Comparisons of cellobiose fermentation using strain D452-2 with the original (P _PGK1 -driven cdt-1 and gh1-1a ) and optimized (P _TDH3 -driven cdt-1 and P _CCW12 -driven gh1-1a ) cellobiose-utilizing pathways and transcription factor (TF) mutants. (A) Cellobiose-consumption rates and ethanol productivities with strains expressing the original and optimized cellobiose-utilization pathways, and also either overexpressing SUT1 or harboring a hap4 deletion.

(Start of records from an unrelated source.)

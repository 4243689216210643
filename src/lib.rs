//! String viewer library
//!
//! A small node graph host whose StringViewer nodes carry a read-only text
//! display that follows each execution result.

pub mod constants;
pub mod error;
pub mod nodes;
pub mod plugin_interface;
pub mod plugins;

// Re-export commonly used types
pub use error::{Error, Result};
pub use plugin_interface::{Extension, ExecutionResult, ExecutedMessage, NodeData, NodeOutput, ParameterChange};
pub use plugins::ExtensionManager;
pub use nodes::utility::StringViewerExtension;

For details of the strains, see Additional file 4: Table S1. (B) Fermentation times of the strains in (A). (C) Comparisons of cellobiose-consumption rates and ethanol productivities with WT D452-2 or D452-2 (hap4Δ) expressing the optimized cellobiose-utilization pathway, and additionally overexpressing SUT1 and/or DAL80. (D) Fermentation times of the strains in (C), defined as the time when ethanol reached its maximum titer. In all experiments in (A–D), an initial OD₆₀₀ of 20 was used. Data represent the mean and standard error of triplicate cultures on each source. Statistical analysis in (A) and (C) was performed using two-way ANOVA (with strains and fermentation rate including q_smax and P_EtOH as the factors) followed by Tukey’s multiple-comparison posttest (***P < 0.001). Statistical analysis in (B) and (D) was performed using one-way ANOVA followed by Tukey’s multiple-comparison posttest (***P < 0.001).